* [Problem description]
Reproduce the entries below exactly, but only from the line containing "self.lock().keys().cloned().collect()" to the line containing "impl Error for", inclusive.

[Saved entries]
********************
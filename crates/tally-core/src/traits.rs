//! Capability traits injected into a region at construction.

use std::hash::Hash;

use crate::id::Timestamp;

/// Bound for keys stored in a bucket table.
///
/// Keys are small fixed-size values compared with `Eq`; for plain
/// `#[repr(C)]` structs this is bitwise equality.
pub trait Key: Copy + Eq + Hash + Send + 'static {}

impl<T: Copy + Eq + Hash + Send + 'static> Key for T {}

/// Bound for aggregated values.
///
/// `Default::default()` is the identity: a freshly inserted key starts
/// from it, and queries that match nothing return it.
pub trait Value: Copy + Default + Send + 'static {}

impl<T: Copy + Default + Send + 'static> Value for T {}

/// Merge and eviction strategy for a region.
///
/// One `combine` serves both same-key accumulation inside a bucket and
/// the cross-bucket, cross-key reduction performed by queries. Callers
/// must supply an operation that is associative and commutative with
/// `V::default()` as its identity; the region does not check this, and
/// a non-commutative `combine` makes query results depend on bucket
/// visiting order.
pub trait Aggregator<K, V>: Send + Sync {
    /// Fold `incoming` into `acc` in place.
    fn combine(&self, acc: &mut V, incoming: &V);

    /// Observe an entry that is about to be discarded by rotation.
    ///
    /// The return value is not consumed and the entry cannot be saved.
    fn on_evict(&self, _key: &K, _value: &V) {}
}

impl<K, V, A: Aggregator<K, V> + ?Sized> Aggregator<K, V> for Box<A> {
    fn combine(&self, acc: &mut V, incoming: &V) {
        (**self).combine(acc, incoming)
    }

    fn on_evict(&self, key: &K, value: &V) {
        (**self).on_evict(key, value)
    }
}

/// An [`Aggregator`] built from a pair of closures.
///
/// ```
/// use tally_core::{Aggregator, FnAggregator};
///
/// let sum = FnAggregator::new(|acc: &mut u64, v: &u64| *acc += *v, |_: &u32, _: &u64| {});
/// let mut total = 0u64;
/// Aggregator::<u32, u64>::combine(&sum, &mut total, &5);
/// assert_eq!(total, 5);
/// ```
pub struct FnAggregator<C, E> {
    combine: C,
    on_evict: E,
}

impl<C, E> FnAggregator<C, E> {
    /// Wrap a combine closure and an eviction observer.
    pub fn new(combine: C, on_evict: E) -> Self {
        Self { combine, on_evict }
    }
}

impl<K, V, C, E> Aggregator<K, V> for FnAggregator<C, E>
where
    C: Fn(&mut V, &V) + Send + Sync,
    E: Fn(&K, &V) + Send + Sync,
{
    fn combine(&self, acc: &mut V, incoming: &V) {
        (self.combine)(acc, incoming)
    }

    fn on_evict(&self, key: &K, value: &V) {
        (self.on_evict)(key, value)
    }
}

/// Source of "now" for the rotation driver.
pub trait Clock: Send + Sync {
    /// Current wall-clock time.
    fn now(&self) -> Timestamp;
}

impl<C: Clock + ?Sized> Clock for std::sync::Arc<C> {
    fn now(&self) -> Timestamp {
        (**self).now()
    }
}
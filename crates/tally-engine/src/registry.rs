//! Name → buffer lookup.
//!
//! Hosts that expose buffers to outside callers address them by name.
//! [`BufferRegistry`] holds type-erased `Arc<TimeBuffer<K, V, A>>`
//! handles and hands them back with a typed lookup.

use std::any::Any;
use std::sync::{Arc, Mutex, PoisonError};

use indexmap::IndexMap;

use tally_core::{Aggregator, Key, Value};

use crate::buffer::TimeBuffer;

/// Error from a [`BufferRegistry`] operation.
#[derive(Debug, Clone, PartialEq, Eq)]
pub enum RegistryError {
    /// A buffer with this name is already registered.
    AlreadyRegistered {
        /// The contested name.
        name: String,
    },
    /// No buffer has this name.
    NotFound {
        /// The requested name.
        name: String,
    },
    /// The buffer exists but with different key, value or aggregator
    /// types.
    TypeMismatch {
        /// The requested name.
        name: String,
    },
}

impl std::fmt::Display for RegistryError {
    fn fmt(&self, f: &mut std::fmt::Formatter<'_>) -> std::fmt::Result {
        match self {
            Self::AlreadyRegistered { name } => write!(f, "buffer {name:?} is already registered"),
            Self::NotFound { name } => write!(f, "no buffer named {name:?}"),
            Self::TypeMismatch { name } => {
                write!(f, "buffer {name:?} has different key/value/aggregator types")
            }
        }
    }
}

impl std::error::Error for RegistryError {}

type Erased = Arc<dyn Any + Send + Sync>;

/// Thread-safe map of named time buffers, in registration order.
#[derive(Default)]
pub struct BufferRegistry {
    buffers: Mutex<IndexMap<String, Erased>>,
}

impl BufferRegistry {
    /// An empty registry.
    pub fn new() -> Self {
        Self::default()
    }

    /// Register `buffer` under its configured name and return a shared
    /// handle to it.
    pub fn register<K, V, A>(
        &self,
        buffer: TimeBuffer<K, V, A>,
    ) -> Result<Arc<TimeBuffer<K, V, A>>, RegistryError>
    where
        K: Key,
        V: Value,
        A: Aggregator<K, V> + 'static,
    {
        let name = buffer.name().to_string();
        let mut buffers = self.lock();
        if buffers.contains_key(&name) {
            return Err(RegistryError::AlreadyRegistered { name });
        }
        let shared = Arc::new(buffer);
        buffers.insert(name, Arc::clone(&shared) as Erased);
        Ok(shared)
    }

    /// Typed handle to the buffer registered as `name`.
    pub fn get<K, V, A>(&self, name: &str) -> Result<Arc<TimeBuffer<K, V, A>>, RegistryError>
    where
        K: Key,
        V: Value,
        A: Aggregator<K, V> + 'static,
    {
        let erased = self
            .lock()
            .get(name)
            .cloned()
            .ok_or_else(|| RegistryError::NotFound {
                name: name.to_string(),
            })?;
        erased
            .downcast::<TimeBuffer<K, V, A>>()
            .map_err(|_| RegistryError::TypeMismatch {
                name: name.to_string(),
            })
    }

    /// Unregister `name`. Outstanding handles keep the buffer alive.
    pub fn remove(&self, name: &str) -> Result<(), RegistryError> {
        self.lock()
            .shift_remove(name)
            .map(|_| ())
            .ok_or_else(|| RegistryError::NotFound {
                name: name.to_string(),
            })
    }

    /// Registered names, oldest registration first.
    pub fn names(&self) -> Vec<String> {
        self.lock().keys().cloned().collect()
    }

    /// Number of registered buffers.
    pub fn len(&self) -> usize {
        self.lock().len()
    }

    /// Whether nothing is registered.
    pub fn is_empty(&self) -> bool {
        self.lock().is_empty()
    }

    fn lock(&self) -> std::sync::MutexGuard<'_, IndexMap<String, Erased>> {
        self.buffers.lock().unwrap_or_else(PoisonError::into_inner)
    }
}
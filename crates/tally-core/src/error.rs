//! Error types raised by bucket operations.
//!
//! Configuration failures live next to the layout code in `tally-region`;
//! this enum covers what can go wrong once a region exists.

use std::error::Error;
use std::fmt;

/// Errors from `put` and rotation on a live region.
#[derive(Clone, Debug, PartialEq, Eq)]
pub enum TallyError {
    /// The current bucket's table is at capacity and the key is not
    /// already present. The event is dropped; existing entries are
    /// untouched.
    TableFull {
        /// Logical capacity of the table that rejected the insert.
        capacity: usize,
    },
    /// A bucket's bookkeeping no longer matches the ring layout.
    ///
    /// Treated as an unrecoverable invariant violation by callers.
    Corrupted {
        /// Description of the violated invariant.
        reason: String,
    },
}

impl fmt::Display for TallyError {
    fn fmt(&self, f: &mut fmt::Formatter<'_>) -> fmt::Result {
        match self {
            Self::TableFull { capacity } => {
                write!(f, "bucket table full: capacity {capacity} keys")
            }
            Self::Corrupted { reason } => write!(f, "bucket state corrupted: {reason}"),
        }
    }
}

impl Error for TallyError {}
//! Escalation and repost scheduler.
//!
//! One call to [`IssueEngine::run_scheduler_tick`] reviews every issue whose
//! expiry lies strictly before the tick's start. Each decision is taken on a
//! fresh read and committed with a revision check, so a vote that lands first
//! is always seen and a second pass in the same tick finds nothing to do.

use crate::engine::IssueEngine;
use crate::error::EngineError;
use crate::state::Transition;
use civic_fanout::IssueChange;
use civic_types::{EscalationReason, Issue, IssueId, IssueStatus, Timestamp};
use serde::Serialize;
use tracing::{debug, info, warn};

/// What one scheduler pass did.
#[derive(Clone, Debug, Default, PartialEq, Eq, Serialize)]
pub struct TickReport {
    pub tick_start: Timestamp,
    pub examined: usize,
    pub verified: usize,
    pub reposted: usize,
    pub reescalated: usize,
    pub expired: usize,
    pub skipped: usize,
    pub failed: usize,
}

#[derive(Clone, Copy, Debug, PartialEq, Eq)]
enum Review {
    /// Nothing to do: acted on already, or no longer reviewable.
    Skip,
    /// A last-moment vote met the threshold.
    Verify,
    Repost,
    Reescalate,
    Expire,
}

impl IssueEngine {
    fn review(&self, issue: &Issue, tick_start: Timestamp) -> Review {
        if !issue.is_past_expiry(tick_start) {
            return Review::Skip;
        }
        match issue.status {
            IssueStatus::Active if self.state_machine().qualifies(issue) => Review::Verify,
            IssueStatus::Active if issue.radius_meters < self.params.max_radius_meters => {
                Review::Repost
            }
            IssueStatus::Active => Review::Expire,
            IssueStatus::Verified if issue.escalation_count < self.params.max_escalations => {
                Review::Reescalate
            }
            IssueStatus::Verified => Review::Expire,
            _ => Review::Skip,
        }
    }

    fn apply_review(&self, issue: &Issue, review: Review, tick_start: Timestamp) -> Issue {
        let window = self.params.profile(issue.severity).window_secs;
        let mut next = issue.clone();
        next.updated_at = tick_start;
        match review {
            Review::Skip => {}
            Review::Verify => {
                next.status = IssueStatus::Verified;
                next.expires_at = tick_start.plus_secs(window);
                next.escalation_count = 1;
            }
            Review::Repost => {
                next.radius_meters = (issue.radius_meters * self.params.radius_expansion_factor)
                    .min(self.params.max_radius_meters);
                next.expires_at = tick_start.plus_secs(window);
                next.repost_count += 1;
            }
            Review::Reescalate => {
                next.expires_at = tick_start.plus_secs(window);
                next.escalation_count += 1;
            }
            Review::Expire => next.status = IssueStatus::Expired,
        }
        next
    }

    /// Review and commit one issue. Returns the decision and, unless it was
    /// `Skip`, the issue as stored before and after.
    fn process_expired(
        &self,
        id: &IssueId,
        tick_start: Timestamp,
    ) -> Result<(Review, Option<(Issue, Issue)>), EngineError> {
        self.retry_on_conflict(*id, || {
            let current = self.store.get_issue(id)?;
            let review = self.review(&current, tick_start);
            if review == Review::Skip {
                return Ok((review, None));
            }
            let next = self.apply_review(&current, review, tick_start);
            let stored = self.store.update_issue(current.revision, &next)?;
            Ok((review, Some((current, stored))))
        })
    }

    /// Publish the committed change, then log and escalate. Publishing comes
    /// first so a failing notifier cannot stall the issue's fan-out cursor.
    fn report_review(&self, review: Review, before: &Issue, after: &Issue) {
        if review == Review::Skip {
            return;
        }
        self.publish(IssueChange::updated(after.clone()));
        let transition = Transition {
            from: before.status,
            to: after.status,
        };
        match review {
            Review::Skip => {}
            Review::Verify => {
                self.log_transition(after, &transition);
                if let Some(reason) = transition.escalation(after.severity) {
                    self.escalate(after, reason);
                }
            }
            Review::Repost => {
                self.stats.increment("issues_reposted");
                info!(
                    issue = %after.id,
                    from_radius_m = before.radius_meters,
                    to_radius_m = after.radius_meters,
                    yes = after.yes_votes,
                    threshold = after.vote_threshold,
                    repost = after.repost_count,
                    expires_at = %after.expires_at,
                    transition = "repost",
                    "issue reposted with wider reach"
                );
            }
            Review::Reescalate => self.escalate(after, EscalationReason::Unacknowledged),
            Review::Expire => {
                self.stats.increment("issues_expired");
                self.log_transition(after, &transition);
            }
        }
    }

    /// Run one scheduler pass at the clock's current time.
    ///
    /// A failure on one issue is logged and counted; the rest of the batch is
    /// still processed. Only a failure to list candidates aborts the pass.
    pub fn run_scheduler_tick(&self) -> Result<TickReport, EngineError> {
        let tick_start = self.clock.now();
        let candidates = self.store.expired_before(tick_start)?;
        let mut report = TickReport {
            tick_start,
            examined: candidates.len(),
            ..TickReport::default()
        };

        for id in &candidates {
            match self.process_expired(id, tick_start) {
                Ok((review, changed)) => {
                    if let Some((before, after)) = &changed {
                        self.report_review(review, before, after);
                    }
                    match review {
                        Review::Skip => report.skipped += 1,
                        Review::Verify => report.verified += 1,
                        Review::Repost => report.reposted += 1,
                        Review::Reescalate => report.reescalated += 1,
                        Review::Expire => report.expired += 1,
                    }
                }
                Err(e) => {
                    report.failed += 1;
                    warn!(issue = %id, error = %e, "scheduler could not process issue");
                }
            }
        }

        if report.examined > report.skipped {
            info!(
                examined = report.examined,
                verified = report.verified,
                reposted = report.reposted,
                reescalated = report.reescalated,
                expired = report.expired,
                failed = report.failed,
                "scheduler tick complete"
            );
        } else {
            debug!(examined = report.examined, "scheduler tick found nothing to do");
        }
        Ok(report)
    }
}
********************
* [Task result]
        self.lock().keys().cloned().collect()
    }

    /// Number of registered buffers.
    pub fn len(&self) -> usize {
        self.lock().len()
    }

    /// Whether nothing is registered.
    pub fn is_empty(&self) -> bool {
        self.lock().is_empty()
    }

    fn lock(&self) -> std::sync::MutexGuard<'_, IndexMap<String, Erased>> {
        self.buffers.lock().unwrap_or_else(PoisonError::into_inner)
    }
}
filename crates/tally-core/src/error.rs
//! Error types raised by bucket operations.
//!
//! Configuration failures live next to the layout code in `tally-region`;
//! this enum covers what can go wrong once a region exists.

use std::error::Error;
use std::fmt;

/// Errors from `put` and rotation on a live region.
#[derive(Clone, Debug, PartialEq, Eq)]
pub enum TallyError {
    /// The current bucket's table is at capacity and the key is not
    /// already present. The event is dropped; existing entries are
    /// untouched.
    TableFull {
        /// Logical capacity of the table that rejected the insert.
        capacity: usize,
    },
    /// A bucket's bookkeeping no longer matches the ring layout.
    ///
    /// Treated as an unrecoverable invariant violation by callers.
    Corrupted {
        /// Description of the violated invariant.
        reason: String,
    },
}

impl fmt::Display for TallyError {
    fn fmt(&self, f: &mut fmt::Formatter<'_>) -> fmt::Result {
        match self {
            Self::TableFull { capacity } => {
                write!(f, "bucket table full: capacity {capacity} keys")
            }
            Self::Corrupted { reason } => write!(f, "bucket state corrupted: {reason}"),
        }
    }
}

impl Error for TallyError {}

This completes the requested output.